The National Farmers Union (NFU) is announcing ideas for positive change in the grain handling and transportation sector that, if enacted, will benefit farmers.
“We are proposing the establishment of Grain Car Receivers at the West Coast and at Thunder Bay. They would receive Producer Cars at port and direct them to whichever Terminal Elevator had space. The Receiver would have the grain graded by the Canadian Grain Commission at port and then offer the grain to whichever grain company was purchasing that grain. Any discrepancies in space allocations and sales could be cleared up on a monthly basis by the Grain Car Receiver,” said Terry Boehm, former NFU President and long time analyst of transport legislation in Canada.
“For this system to work it would require that grain companies be mandated to accept a certain portion of their supply from the Grain Car Receiver,” Boehm explained. “The Grain Car Receiver would benefit farmers by making Producer Cars once again a viable alternative to shipping through grain companies, allowing them to fulfill their original function as a discipline on grain company elevation and/or basis charges and by allowing farmers direct access to rail transportation services.”
To make this proposal work, necessary amendments to the Canada Transportation Act could be made through Bill C-49, currently before the Senate. The list of amendments would be as follows:
- Remove Railways’ ability close Producer Car loading sites.
- Reinstate the former right of a group of 10 farmers to petition for establishment of a new Producer Car loading site.
- Require that Producer Cars be given at least equal priority, if not first priority as was formerly the case, to any other rail car in car allocation by the railways.
Boehm went on to say that other legislation would be required to make the mandated Grain Car Receivers at port a legitimate and effective entity.
“Canada’s grain rail transportation system has been deregulated extensively to the point it is now able to extract money from farmers with impunity. Instead, why not do something daring in this country to make the system work better for farmers and the country as whole?”, said Boehm. “In the end, mandated Grain Car Receivers would force grain companies to truly compete for farmers’ grain with fair basis levels because farmers would have a real alternative with a fully functioning Producer Car option.”
“Unfortunately too many farm groups, along with the federal and some provincial governments, believe in the fallacy that reciprocal penalties between railways and grain companies will cure many of our problems,” Boehm observed. “What we have in Bill C-49 is a set of tepid and harmful amendments to the Canada Transportation Act that refuse to recognize the real power dynamics that exist in a system where most grain delivery points are captive to one railway or another.”
“Grain companies will be disadvantaged where they are served by a single railway regardless of their ability to negotiate a penalty for poor service – their actions will be tempered by the reliance on that one railway in the long term,” noted Boehm. “Meanwhile, farmers are standing by the sideline in any negotiations between shippers and railways. If a grain company ever brings a level of service complaint against a railway, Bill C-49’s current wording adds a long list of considerations the Canadian Transportation Agency must bear in mind when making its decision.”

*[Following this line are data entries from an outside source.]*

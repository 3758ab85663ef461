//! FUSE-based Transfer Mount
//!
//! Read-only virtual directory exposing the files of the last peer file
//! list. Entries appear when a peer FormatDataResponse is ingested; their
//! contents are fetched from the peer on demand.
//!
//! # Architecture
//!
//! ```text
//! Peer file list -> add_directory_entry(name, key) -> virtual file
//! Local read()   -> MountRequest::Range -> session -> FileContentsRequest -> peer
//! Peer response  -> deliver_range_result(stream_id) -> read() returns
//! ```
//!
//! # Sync/Async Bridge
//!
//! FUSE callbacks are synchronous and run on the FUSE background thread.
//! Each fetch allocates a fresh stream id, parks a oneshot sender under it
//! and blocks on the receiver until the session owner delivers the result
//! (or the directory is cleared, which drops every pending sender).

use std::collections::HashMap;
use std::ffi::OsStr;
use std::path::{Path, PathBuf};
use std::sync::atomic::{AtomicU32, AtomicU64, Ordering};
use std::sync::Arc;
use std::time::{Duration, SystemTime};

use fuser::{
    FileAttr, FileType, Filesystem, MountOption, ReplyAttr, ReplyData, ReplyDirectory, ReplyEntry,
    ReplyOpen, Request,
};
use parking_lot::{Mutex, RwLock};
use tokio::sync::{mpsc, oneshot};
use tracing::{debug, error, info, trace, warn};

use crate::clipboard::backend::TransferFs;
use crate::clipboard::error::{ClipboardError, Result};
use crate::config::TransferConfig;

// =============================================================================
// Constants
// =============================================================================

/// Root directory inode (standard FUSE convention)
const ROOT_INODE: u64 = 1;

/// First available inode for files (after root)
const FIRST_FILE_INODE: u64 = 2;

/// Attribute TTL, entries are ephemeral
const TTL: Duration = Duration::from_secs(1);

/// Filesystem name shown in the mount table
const FS_NAME: &str = "lamco-clipboard";

/// Queue depth between FUSE callbacks and the session owner
const REQUEST_QUEUE_DEPTH: usize = 16;

// =============================================================================
// Requests to the session owner
// =============================================================================

/// Content the transfer mount needs from the peer
#[derive(Debug, Clone, Copy, PartialEq, Eq)]
pub enum MountRequest {
    /// Size of the file announced under `key`
    Size {
        /// Stream id the answer must carry
        stream_id: u32,
        /// Wire list index
        key: u32,
    },
    /// Bytes of the file announced under `key`
    Range {
        /// Stream id the answer must carry
        stream_id: u32,
        /// Wire list index
        key: u32,
        /// Byte offset
        offset: u32,
        /// Bytes wanted
        length: u32,
    },
}

impl MountRequest {
    /// Stream id the answer must carry
    pub fn stream_id(&self) -> u32 {
        match self {
            Self::Size { stream_id, .. } | Self::Range { stream_id, .. } => *stream_id,
        }
    }
}

#[derive(Debug)]
enum MountReply {
    Size(u64),
    Data(Vec<u8>),
    Failed,
}

// =============================================================================
// Virtual File Entry
// =============================================================================

/// Entries are owned by the mounting user
fn owner() -> (u32, u32) {
    // SAFETY: getuid and getgid have no preconditions and cannot fail
    unsafe { (libc::getuid(), libc::getgid()) }
}

#[derive(Debug, Clone)]
struct VirtualFile {
    inode: u64,
    name: String,
    size: u64,
    key: u32,
    created: SystemTime,
}

impl VirtualFile {
    fn to_attr(&self) -> FileAttr {
        let now = self.created;
        let (uid, gid) = owner();
        FileAttr {
            ino: self.inode,
            size: self.size,
            blocks: self.size.div_ceil(512),
            atime: now,
            mtime: now,
            ctime: now,
            crtime: now,
            kind: FileType::RegularFile,
            perm: 0o444,
            nlink: 1,
            uid,
            gid,
            rdev: 0,
            blksize: 512,
            flags: 0,
        }
    }
}

fn root_attr() -> FileAttr {
    let now = SystemTime::now();
    let (uid, gid) = owner();
    FileAttr {
        ino: ROOT_INODE,
        size: 0,
        blocks: 0,
        atime: now,
        mtime: now,
        ctime: now,
        crtime: now,
        kind: FileType::Directory,
        perm: 0o555,
        nlink: 2,
        uid,
        gid,
        rdev: 0,
        blksize: 512,
        flags: 0,
    }
}

// =============================================================================
// Shared state
// =============================================================================

/// State shared between the FUSE thread and the session side
struct MountState {
    files: RwLock<HashMap<u64, VirtualFile>>,
    name_to_inode: RwLock<HashMap<String, u64>>,
    next_inode: AtomicU64,
    next_stream_id: AtomicU32,
    pending: Mutex<HashMap<u32, oneshot::Sender<MountReply>>>,
    request_tx: mpsc::Sender<MountRequest>,
}

impl MountState {
    fn new(request_tx: mpsc::Sender<MountRequest>) -> Self {
        Self {
            files: RwLock::new(HashMap::new()),
            name_to_inode: RwLock::new(HashMap::new()),
            next_inode: AtomicU64::new(FIRST_FILE_INODE),
            next_stream_id: AtomicU32::new(1),
            pending: Mutex::new(HashMap::new()),
            request_tx,
        }
    }

    fn file(&self, inode: u64) -> Option<VirtualFile> {
        self.files.read().get(&inode).cloned()
    }

    /// Queue a request and block until it is answered
    ///
    /// Must not be called from inside the tokio runtime.
    fn fetch(&self, build: impl FnOnce(u32) -> MountRequest) -> Option<MountReply> {
        let stream_id = self.next_stream_id.fetch_add(1, Ordering::SeqCst);
        let (reply_tx, reply_rx) = oneshot::channel();
        self.pending.lock().insert(stream_id, reply_tx);

        if self.request_tx.blocking_send(build(stream_id)).is_err() {
            error!("Transfer mount request queue closed");
            self.pending.lock().remove(&stream_id);
            return None;
        }

        match reply_rx.blocking_recv() {
            Ok(reply) => Some(reply),
            Err(_) => {
                debug!("Stream {} abandoned", stream_id);
                None
            }
        }
    }

    fn complete(&self, stream_id: u32, reply: MountReply) {
        match self.pending.lock().remove(&stream_id) {
            Some(reply_tx) => {
                let _ = reply_tx.send(reply);
            }
            None => debug!("No reader waiting on stream {}", stream_id),
        }
    }

    fn clear(&self) {
        let mut files = self.files.write();
        let mut names = self.name_to_inode.write();
        files.clear();
        names.clear();
        self.next_inode.store(FIRST_FILE_INODE, Ordering::SeqCst);
        // Dropping the senders releases blocked readers with EIO
        self.pending.lock().clear();
    }
}

// =============================================================================
// FUSE Filesystem Implementation
// =============================================================================

struct TransferFsHandler {
    state: Arc<MountState>,
}

impl Filesystem for TransferFsHandler {
    fn lookup(&mut self, _req: &Request<'_>, parent: u64, name: &OsStr, reply: ReplyEntry) {
        if parent != ROOT_INODE {
            reply.error(libc::ENOENT);
            return;
        }

        let Some(name) = name.to_str() else {
            reply.error(libc::ENOENT);
            return;
        };

        let inode = self.state.name_to_inode.read().get(name).copied();
        match inode.and_then(|inode| self.state.file(inode)) {
            Some(file) => {
                trace!("lookup: found '{}' -> inode {}", name, file.inode);
                reply.entry(&TTL, &file.to_attr(), 0);
            }
            None => {
                trace!("lookup: '{}' not found", name);
                reply.error(libc::ENOENT);
            }
        }
    }

    fn getattr(&mut self, _req: &Request<'_>, ino: u64, _fh: Option<u64>, reply: ReplyAttr) {
        if ino == ROOT_INODE {
            reply.attr(&TTL, &root_attr());
            return;
        }

        match self.state.file(ino) {
            Some(file) => reply.attr(&TTL, &file.to_attr()),
            None => reply.error(libc::ENOENT),
        }
    }

    /// Entries announced without a size get it from the peer before reading
    fn open(&mut self, _req: &Request<'_>, ino: u64, flags: i32, reply: ReplyOpen) {
        if flags & libc::O_WRONLY != 0 || flags & libc::O_RDWR != 0 {
            reply.error(libc::EACCES);
            return;
        }

        let Some(file) = self.state.file(ino) else {
            reply.error(libc::ENOENT);
            return;
        };

        if file.size == 0 {
            let key = file.key;
            match self.state.fetch(|stream_id| MountRequest::Size { stream_id, key }) {
                Some(MountReply::Size(size)) => {
                    debug!("Peer reports '{}' is {} bytes", file.name, size);
                    if let Some(entry) = self.state.files.write().get_mut(&ino) {
                        entry.size = size;
                    }
                }
                _ => {
                    warn!("Could not fetch size of '{}'", file.name);
                    reply.error(libc::EIO);
                    return;
                }
            }
        }

        reply.opened(ino, 0);
    }

    fn read(
        &mut self,
        _req: &Request<'_>,
        ino: u64,
        _fh: u64,
        offset: i64,
        size: u32,
        _flags: i32,
        _lock_owner: Option<u64>,
        reply: ReplyData,
    ) {
        let Some(file) = self.state.file(ino) else {
            reply.error(libc::ENOENT);
            return;
        };

        let offset = offset.max(0) as u64;
        if offset >= file.size {
            reply.data(&[]);
            return;
        }
        let Ok(wire_offset) = u32::try_from(offset) else {
            reply.error(libc::EFBIG);
            return;
        };

        let length = size.min((file.size - offset).min(u64::from(u32::MAX)) as u32);
        debug!(
            "FUSE read: file='{}' offset={} size={} (key={})",
            file.name, offset, length, file.key
        );

        let key = file.key;
        let fetched = self.state.fetch(|stream_id| MountRequest::Range {
            stream_id,
            key,
            offset: wire_offset,
            length,
        });
        match fetched {
            Some(MountReply::Data(data)) => {
                trace!("FUSE read: received {} bytes", data.len());
                reply.data(&data);
            }
            _ => {
                error!("FUSE read of '{}' failed", file.name);
                reply.error(libc::EIO);
            }
        }
    }

    fn readdir(
        &mut self,
        _req: &Request<'_>,
        ino: u64,
        _fh: u64,
        offset: i64,
        mut reply: ReplyDirectory,
    ) {
        if ino != ROOT_INODE {
            reply.error(libc::ENOTDIR);
            return;
        }

        let files = self.state.files.read();
        let mut listed: Vec<&VirtualFile> = files.values().collect();
        listed.sort_by_key(|file| file.inode);

        let entries = [
            (ROOT_INODE, FileType::Directory, "."),
            (ROOT_INODE, FileType::Directory, ".."),
        ]
        .into_iter()
        .chain(
            listed
                .iter()
                .map(|file| (file.inode, FileType::RegularFile, file.name.as_str())),
        );

        for (i, (inode, file_type, name)) in entries.enumerate().skip(offset.max(0) as usize) {
            // true means the reply buffer is full
            if reply.add(inode, (i + 1) as i64, file_type, name) {
                break;
            }
        }

        reply.ok();
    }

    fn opendir(&mut self, _req: &Request<'_>, ino: u64, _flags: i32, reply: ReplyOpen) {
        if ino == ROOT_INODE {
            reply.opened(0, 0);
        } else {
            reply.error(libc::ENOTDIR);
        }
    }
}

“Under Bill C-49, the CTA would have to consider nine points that are so broad it is hard to imagine when, if ever, the railways would be in violation of their service obligations,” said Boehm. “This is a huge win for the railways. In effect they would be able to determine to a large extent, who they will do business with by making skillful use of these new loopholes.”

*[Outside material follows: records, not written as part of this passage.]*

//! File Contents Transfer State Machine
//!
//! Both directions of CLIPRDR_FILECONTENTS traffic:
//!
//! - Requester (C2S): at most one request to the peer is outstanding. The
//!   response carries no request kind, so the pending marker decides how
//!   it is decoded. The marker is cleared on every response, even a
//!   malformed one, so the engine never stays desynchronized. A response
//!   that cannot be delivered releases the pending stream with a failure.
//! - Responder (S2C): the peer asks for the size or a byte range of a
//!   local registry entry and is answered directly from the file.
//!
//! ```text
//!            request_size                 response (any)
//!   Idle ----------------> AwaitingSize ----------------> Idle
//!     |      request_range                response (any)
//!     +------------------> AwaitingRange ---------------> Idle
//! ```

use std::io::{Read, Seek, SeekFrom};

use bytes::Bytes;
use tracing::{debug, error, info, trace, warn};

use crate::clipboard::backend::{ChannelTransport, TransferFs};
use crate::clipboard::error::{ClipboardError, Result};
use crate::clipboard::pdu::{ClipboardHeader, FileContentsRequest, FileContentsResponse};
use crate::clipboard::registry::FileRegistry;
use crate::utils::AUDIT_TARGET;

/// Default cap on bytes served for one RANGE request
pub const DEFAULT_MAX_RANGE_BYTES: u32 = 16 * 1024 * 1024;

fn stream_mismatch(expected: u32, got: u32) -> ClipboardError {
    warn!("Response echoes stream {} while stream {} is pending", got, expected);
    ClipboardError::InvalidField {
        field: "streamId",
        reason: "does not match the pending request",
    }
}

/// Pending request marker
#[derive(Debug, Clone, Copy, PartialEq, Eq, Default)]
pub enum TransferState {
    /// Nothing outstanding
    #[default]
    Idle,
    /// A FILECONTENTS_SIZE request is outstanding
    AwaitingSize {
        /// Stream the answer must echo
        stream_id: u32,
    },
    /// A FILECONTENTS_RANGE request is outstanding
    AwaitingRange {
        /// Stream the answer must echo
        stream_id: u32,
    },
}

impl TransferState {
    /// Stream of the outstanding request, if any
    pub fn pending_stream_id(&self) -> Option<u32> {
        match self {
            Self::Idle => None,
            Self::AwaitingSize { stream_id } | Self::AwaitingRange { stream_id } => {
                Some(*stream_id)
            }
        }
    }
}

/// Single-outstanding-request state machine plus the responder
#[derive(Debug, Clone)]
pub struct TransferStateMachine {
    state: TransferState,
    channel_id: u16,
    max_range_bytes: u32,
}

impl TransferStateMachine {
    /// Create an idle state machine sending on `channel_id`
    pub fn new(channel_id: u16, max_range_bytes: u32) -> Self {
        Self {
            state: TransferState::Idle,
            channel_id,
            max_range_bytes: max_range_bytes.max(1),
        }
    }

    /// Current pending marker
    pub fn state(&self) -> TransferState {
        self.state
    }

    /// Channel the machine sends on
    pub fn channel_id(&self) -> u16 {
        self.channel_id
    }

    /// Back to idle, dropping any pending marker
    pub fn reset(&mut self) {
        self.state = TransferState::Idle;
    }

    fn send(&self, transport: &dyn ChannelTransport, data: &[u8]) -> Result<()> {
        let sent = transport.send_channel_data(self.channel_id, data)?;
        trace!("Sent {} byte(s) on channel {}", sent, self.channel_id);
        Ok(())
    }

    fn warn_if_pending(&self, next: &str) {
        if self.state != TransferState::Idle {
            warn!(
                "Issuing {} request while {:?}; overwriting pending marker",
                next, self.state
            );
        }
    }

    // =========================================================================
    // Requester
    // =========================================================================

    /// Ask the peer for the size of file `lindex`
    pub fn request_size(
        &mut self,
        transport: &dyn ChannelTransport,
        stream_id: u32,
        lindex: u32,
    ) -> Result<()> {
        self.warn_if_pending("size");
        debug!("Requesting size of peer file {} (stream {})", lindex, stream_id);

        self.send(transport, &FileContentsRequest::size(stream_id, lindex).encode())?;
        self.state = TransferState::AwaitingSize { stream_id };
        Ok(())
    }

    /// Ask the peer for `length` bytes of file `lindex` starting at `offset`
    pub fn request_range(
        &mut self,
        transport: &dyn ChannelTransport,
        stream_id: u32,
        lindex: u32,
        offset: u32,
        length: u32,
    ) -> Result<()> {
        self.warn_if_pending("range");
        debug!(
            "Requesting {} byte(s) at {} of peer file {} (stream {})",
            length, offset, lindex, stream_id
        );

        self.send(
            transport,
            &FileContentsRequest::range(stream_id, lindex, offset, length).encode(),
        )?;
        self.state = TransferState::AwaitingRange { stream_id };
        Ok(())
    }

    /// Handle a FileContentsResponse body
    ///
    /// `body` is the data following the header, bounded by the declared
    /// length. Unsolicited responses are logged and ignored. A malformed
    /// answer, or one echoing another stream, fails the pending stream so
    /// its reader is never left waiting.
    pub fn on_content_response(
        &mut self,
        header: &ClipboardHeader,
        body: &[u8],
        fs: &dyn TransferFs,
    ) -> Result<()> {
        let pending = std::mem::take(&mut self.state);
        let Some(expected) = pending.pending_stream_id() else {
            error!("Unsolicited file contents response ignored");
            return Ok(());
        };

        let delivered = if header.is_fail() {
            Self::deliver_peer_failure(expected, body, fs)
        } else {
            Self::deliver_answer(pending, expected, body, fs)
        };

        if let Err(e) = &delivered {
            warn!("Failing stream {} on bad file contents response: {}", expected, e);
            fs.deliver_failure(expected);
        }
        delivered
    }

    fn deliver_peer_failure(expected: u32, body: &[u8], fs: &dyn TransferFs) -> Result<()> {
        let stream_id = FileContentsResponse::decode_stream_id(body)?;
        if stream_id != expected {
            return Err(stream_mismatch(expected, stream_id));
        }
        warn!("Peer failed file contents request (stream {})", stream_id);
        fs.deliver_failure(stream_id);
        Ok(())
    }

    fn deliver_answer(
        pending: TransferState,
        expected: u32,
        body: &[u8],
        fs: &dyn TransferFs,
    ) -> Result<()> {
        match pending {
            TransferState::AwaitingSize { .. } => {
                let (stream_id, size) = FileContentsResponse::decode_size_body(body)?;
                if stream_id != expected {
                    return Err(stream_mismatch(expected, stream_id));
                }
                debug!("Peer file size {} (stream {})", size, stream_id);
                fs.deliver_size_result(stream_id, size);
            }
            TransferState::AwaitingRange { .. } => {
                let (stream_id, data) = FileContentsResponse::decode_range_body(body)?;
                if stream_id != expected {
                    return Err(stream_mismatch(expected, stream_id));
                }
                info!(
                    target: AUDIT_TARGET,
                    direction = "C2S",
                    stream_id,
                    bytes = data.len(),
                    "Received file data from peer"
                );
                fs.deliver_range_result(stream_id, data);
            }
            TransferState::Idle => {}
        }
        Ok(())
    }

    // =========================================================================
    // Responder
    // =========================================================================

    fn send_fail(&self, transport: &dyn ChannelTransport, stream_id: u32) -> Result<()> {
        self.send(transport, &FileContentsResponse::Fail { stream_id }.encode()?)
    }

    /// Tell the peer its request for `stream_id` could not be served
    pub fn reject(&self, transport: &dyn ChannelTransport, stream_id: u32) -> Result<()> {
        self.send_fail(transport, stream_id)
    }

    /// Answer a FILECONTENTS_SIZE request for local entry `lindex`
    ///
    /// A missing entry or a negative size is answered with a fail response
    /// and reported as an error.
    pub fn serve_file_size(
        &self,
        transport: &dyn ChannelTransport,
        registry: &FileRegistry,
        stream_id: u32,
        lindex: u32,
    ) -> Result<()> {
        let size = match registry.get(lindex) {
            Ok(entry) if entry.size >= 0 => entry.size as u64,
            Ok(entry) => {
                self.send_fail(transport, stream_id)?;
                return Err(ClipboardError::NegativeSize {
                    lindex,
                    size: entry.size,
                });
            }
            Err(e) => {
                warn!("Size request for unknown file {} (stream {})", lindex, stream_id);
                self.send_fail(transport, stream_id)?;
                return Err(e);
            }
        };

        debug!("Serving size {} of file {} (stream {})", size, lindex, stream_id);
        self.send(transport, &FileContentsResponse::Size { stream_id, size }.encode()?)
    }

    /// Answer a FILECONTENTS_RANGE request for local entry `lindex`
    ///
    /// Short reads at end of file are a success; an offset past the end
    /// yields an empty payload. Any open, seek or read failure is answered
    /// with a fail response. Every served read is written to the audit log.
    pub fn serve_file_range(
        &self,
        transport: &dyn ChannelTransport,
        registry: &FileRegistry,
        stream_id: u32,
        lindex: u32,
        offset: u64,
        length: u32,
    ) -> Result<()> {
        let entry = match registry.get(lindex) {
            Ok(entry) => entry,
            Err(e) => {
                warn!("Range request for unknown file {} (stream {})", lindex, stream_id);
                self.send_fail(transport, stream_id)?;
                return Err(e);
            }
        };

        let full_path = entry.full_path();
        let limit = length.min(self.max_range_bytes);
        if limit < length {
            debug!("Clamping range request of {} byte(s) to {}", length, limit);
        }

        let read = registry.open_read_only(entry).and_then(|mut file| {
            file.seek(SeekFrom::Start(offset))
                .map_err(|e| ClipboardError::file_io(&full_path, e))?;
            let mut data = Vec::with_capacity(limit as usize);
            file.take(u64::from(limit))
                .read_to_end(&mut data)
                .map_err(|e| ClipboardError::file_io(&full_path, e))?;
            Ok(data)
        });

        let data = match read {
            Ok(data) => data,
            Err(e) => {
                error!("Cannot serve range of {:?}: {}", full_path, e);
                self.send_fail(transport, stream_id)?;
                return Err(e);
            }
        };

        let bytes = data.len();
        self.send(
            transport,
            &FileContentsResponse::Range {
                stream_id,
                data: Bytes::from(data),
            }
            .encode()?,
        )?;

        // SAFETY: getuid has no preconditions and cannot fail
        let uid = unsafe { libc::getuid() };
        info!(
            target: AUDIT_TARGET,
            direction = "S2C",
            path = %full_path.display(),
            uid,
            stream_id,
            offset,
            bytes,
            "Transferred a file"
        );
        Ok(())
    }
}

Bill C-49’s weakening of the railways’ common carrier obligation flies in the face of over a hundred and twenty years of transport legislation that was specifically designed to prevent the railways from exercising undue, self-serving power. On a positive note, the proposed legislation does reduce the time for a ruling on a service complaint from 120 to 90 days, however.
The Maximum Revenue Entitlement system remains in place but it still does not have any mechanism for freight rates to go down. The only calculation recognized is an inflation factor. This weakness could have been addressed by requiring a regular costing review that calculated the reduction in costs railways incur by running bigger trains, having far fewer pickup points than in the past, using smaller crews, and having more fuel efficient locomotives, for example.
“Why with recent drops in fuel prices in recent years have we not seen some reduction in freight rates?” asked Boehm.
Bill C-49 removes the definition of government hopper cars from the Transportation Act and allows railways’ acquisition of hopper cars to be calculated into their rates. This is a further measure that ensures rate adjustments can only go upward.
Freight rates should also be adjusted downwards to partially transfer benefits of the railways’ privileged position in the Canadian economy to grain shippers, and hopefully on to farmers as well. This idea is justified on two fronts. First, it has been known for some time that the railways are receiving more than $150 million in excess revenue using railway industry standard accounting measures that calculate a very generous return. Second, railways have been offloading costs onto farmers for years. Farmers have had to invest in more on-farm storage and larger trucks to meet railway demands for 24 hour fill times for 100-plus car unit trains. Being forced to bear a larger share of grain transportation system costs gives farmers a legitimate claim for lower freight rates. This inequity is not addressed by C-49.
“We cannot understand why there is support in some quarters for Bill C-49 when it does not result in any substantive change for the better for farmers.” concluded Boehm.